BTW, I rebased and pushed to a branch of my own: https://github.com/fatso83/lolex/tree/async-upgrade-2019. You can just checkout that branch and reset your own branch pointer to that, to save you some work (added a small fix).

dominykas commented 5 years ago

Cheers, I'll take a look at the Firefox issue.

dominykas commented 5 years ago

To make reviewing easier:

Force push 1: reset my head to @fatso83's head - diff provided by GH

Force push 2: rebased that on top of master (5.0.1) - I have a branch with the same code as before, but master merged in - if you were to diff that against async-upgrade-2019 (this PR) - you'd see 0 changes.

i.e. no change in the final result since last reviews.

Now, onto Firefox...

dominykas commented 5 years ago

Are you able to modify and run the test in Firefox yourself? We can provide you with sauce labs credentials (privately in a dm; my email is public).

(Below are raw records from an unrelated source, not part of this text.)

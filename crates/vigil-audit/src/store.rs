//! Durable store selection.

use std::sync::Arc;

use tracing::info;
use vigil_config::StorageSection;
use vigil_storage::{KvStore, MemoryKvStore};

use crate::error::AuditResult;

/// Open the durable store a [`StorageSection`] describes.
///
/// No path means an in-memory store whose histories die with the process.
///
/// # Errors
///
/// Returns a storage error if the persistent store cannot be opened, or a
/// path is configured but the `kv` feature is off.
pub fn open_store(section: &StorageSection) -> AuditResult<Arc<dyn KvStore>> {
    let Some(path) = &section.path else {
        info!("no storage.path configured, audit histories kept in memory");
        return Ok(Arc::new(MemoryKvStore::new()));
    };
    open_persistent(path)
}

#[cfg(feature = "kv")]
fn open_persistent(path: &std::path::Path) -> AuditResult<Arc<dyn KvStore>> {
    let store = vigil_storage::SurrealKvStore::open(path)?;
    info!(path = %path.display(), "opened audit store");
    Ok(Arc::new(store))
}

#[cfg(not(feature = "kv"))]
fn open_persistent(path: &std::path::Path) -> AuditResult<Arc<dyn KvStore>> {
    Err(vigil_storage::StorageError::Connection(format!(
        "storage.path {} needs the `kv` feature",
        path.display()
    ))
    .into())
}
//! Config file discovery and layered loading.
//!
//! 1. Parse the embedded `defaults.toml`
//! 2. Merge the user file (`~/.vigil/config.toml`, else `$VIGIL_HOME/config.toml`)
//! 3. Merge the explicit file, if one was given
//! 4. Apply `VIGIL_*` environment fallbacks to fields no file set
//! 5. Deserialize and validate

use std::collections::{HashMap, HashSet};
use std::path::{Path, PathBuf};

use tracing::{debug, info};

use crate::env::{apply_env_fallbacks, collect_env_vars, collect_leaf_paths};
use crate::error::{ConfigError, ConfigResult};
use crate::types::Config;
use crate::validate;

/// Embedded default configuration.
const DEFAULTS_TOML: &str = include_str!("defaults.toml");

/// Maximum allowed config file size (1 MiB).
const MAX_CONFIG_FILE_SIZE: usize = 1_048_576;

/// Load configuration with the full precedence chain.
///
/// `home_override` replaces the user-level discovery: when set, only
/// `{home_override}/config.toml` is consulted.
///
/// # Errors
///
/// Returns a [`ConfigError`] if a file is unreadable or malformed, or the
/// merged configuration fails validation.
pub fn load(explicit: Option<&Path>, home_override: Option<&Path>) -> ConfigResult<Config> {
    load_with_env(explicit, home_override, &collect_env_vars())
}

pub(crate) fn load_with_env(
    explicit: Option<&Path>,
    home_override: Option<&Path>,
    env_vars: &HashMap<String, String>,
) -> ConfigResult<Config> {
    let mut merged: toml::Value =
        toml::from_str(DEFAULTS_TOML).map_err(|e| ConfigError::ParseError {
            path: "<embedded defaults>".to_owned(),
            source: e,
        })?;
    let mut file_set = HashSet::new();

    let user_path = match home_override {
        Some(home) => Some(home.join("config.toml")),
        None => discover_user_file(env_vars)?,
    };
    let layers = user_path.iter().map(PathBuf::as_path).chain(explicit);

    for path in layers {
        // An explicitly named file must exist; user files are optional.
        let required = explicit == Some(path);
        match try_load_file(path)? {
            Some(overlay) => {
                collect_leaf_paths(&overlay, "", &mut file_set);
                deep_merge(&mut merged, &overlay);
                info!(path = %path.display(), "loaded config file");
            },
            None if required => {
                return Err(ConfigError::ReadError {
                    path: path.display().to_string(),
                    source: std::io::Error::from(std::io::ErrorKind::NotFound),
                });
            },
            None => {},
        }
    }

    let env_count = apply_env_fallbacks(&mut merged, &file_set, env_vars);
    if env_count > 0 {
        debug!(count = env_count, "applied environment variable fallbacks");
    }

    let config: Config =
        merged
            .try_into()
            .map_err(|e: toml::de::Error| ConfigError::ParseError {
                path: "<merged config>".to_owned(),
                source: e,
            })?;
    validate::validate(&config)?;
    Ok(config)
}

/// Load a single file over the built-in defaults (no layering, no
/// environment).
///
/// # Errors
///
/// Returns a [`ConfigError`] if the file cannot be read, parsed or
/// validated.
pub fn load_file(path: &Path) -> ConfigResult<Config> {
    let content = read_bounded(path)?;
    let config: Config = toml::from_str(&content).map_err(|e| ConfigError::ParseError {
        path: path.display().to_string(),
        source: e,
    })?;
    validate::validate(&config)?;
    Ok(config)
}

fn discover_user_file(env_vars: &HashMap<String, String>) -> ConfigResult<Option<PathBuf>> {
    let home = home_directory()?;
    let user_path = home.join(".vigil").join("config.toml");
    if user_path.is_file() {
        return Ok(Some(user_path));
    }
    Ok(env_vars
        .get("VIGIL_HOME")
        .map(|dir| PathBuf::from(dir).join("config.toml")))
}

fn read_bounded(path: &Path) -> ConfigResult<String> {
    let content = std::fs::read_to_string(path).map_err(|e| ConfigError::ReadError {
        path: path.display().to_string(),
        source: e,
    })?;
    if content.len() > MAX_CONFIG_FILE_SIZE {
        return Err(ConfigError::ValidationError {
            field: path.display().to_string(),
            message: format!(
                "config file is {} bytes, exceeding the {MAX_CONFIG_FILE_SIZE} byte limit",
                content.len()
            ),
        });
    }
    Ok(content)
}

/// Load and parse a file, returning `None` if it does not exist.
fn try_load_file(path: &Path) -> ConfigResult<Option<toml::Value>> {
    let content = match read_bounded(path) {
        Ok(c) => c,
        Err(ConfigError::ReadError { source, .. })
            if source.kind() == std::io::ErrorKind::NotFound =>
        {
            debug!(path = %path.display(), "config file not found, skipping");
            return Ok(None);
        },
        Err(e) => return Err(e),
    };
    let value = toml::from_str(&content).map_err(|e| ConfigError::ParseError {
        path: path.display().to_string(),
        source: e,
    })?;
    Ok(Some(value))
}

/// Tables merge per field; scalars and arrays from `overlay` replace.
fn deep_merge(base: &mut toml::Value, overlay: &toml::Value) {
    match (base, overlay) {
        (toml::Value::Table(base_table), toml::Value::Table(overlay_table)) => {
            for (key, overlay_val) in overlay_table {
                match base_table.get_mut(key) {
                    Some(base_val) => deep_merge(base_val, overlay_val),
                    None => {
                        base_table.insert(key.clone(), overlay_val.clone());
                    },
                }
            }
        },
        (base, overlay) => {
            *base = overlay.clone();
        },
    }
}

fn home_directory() -> ConfigResult<PathBuf> {
    directories::BaseDirs::new()
        .map(|d| d.home_dir().to_path_buf())
        .ok_or(ConfigError::NoHomeDir)
}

I was not able to start that up locally... Seems mochify needs some love? Or maybe webdriver/selenium... Sigh.

I used Saucelabs credentials from one of my other OSS projects. Please don't tell anyone ;)

Anyways, it seems the issue was due to the fact that promises (new ticks?) seem to be some 3x slower than Chrome - decreased the number of loops and got this to pass on Saucelabs - @fatso83 can you give it a spin?

dominykas commented 5 years ago

@dominykas Can you add some docs that explain the limits of the runAllAsync feature?

Had another look. TBH, I'm not entirely sure I understand the problem - but I also posted a suggestion of where I think @quasicomputational's code itself might be problematic (or maybe I misunderstood the intent there).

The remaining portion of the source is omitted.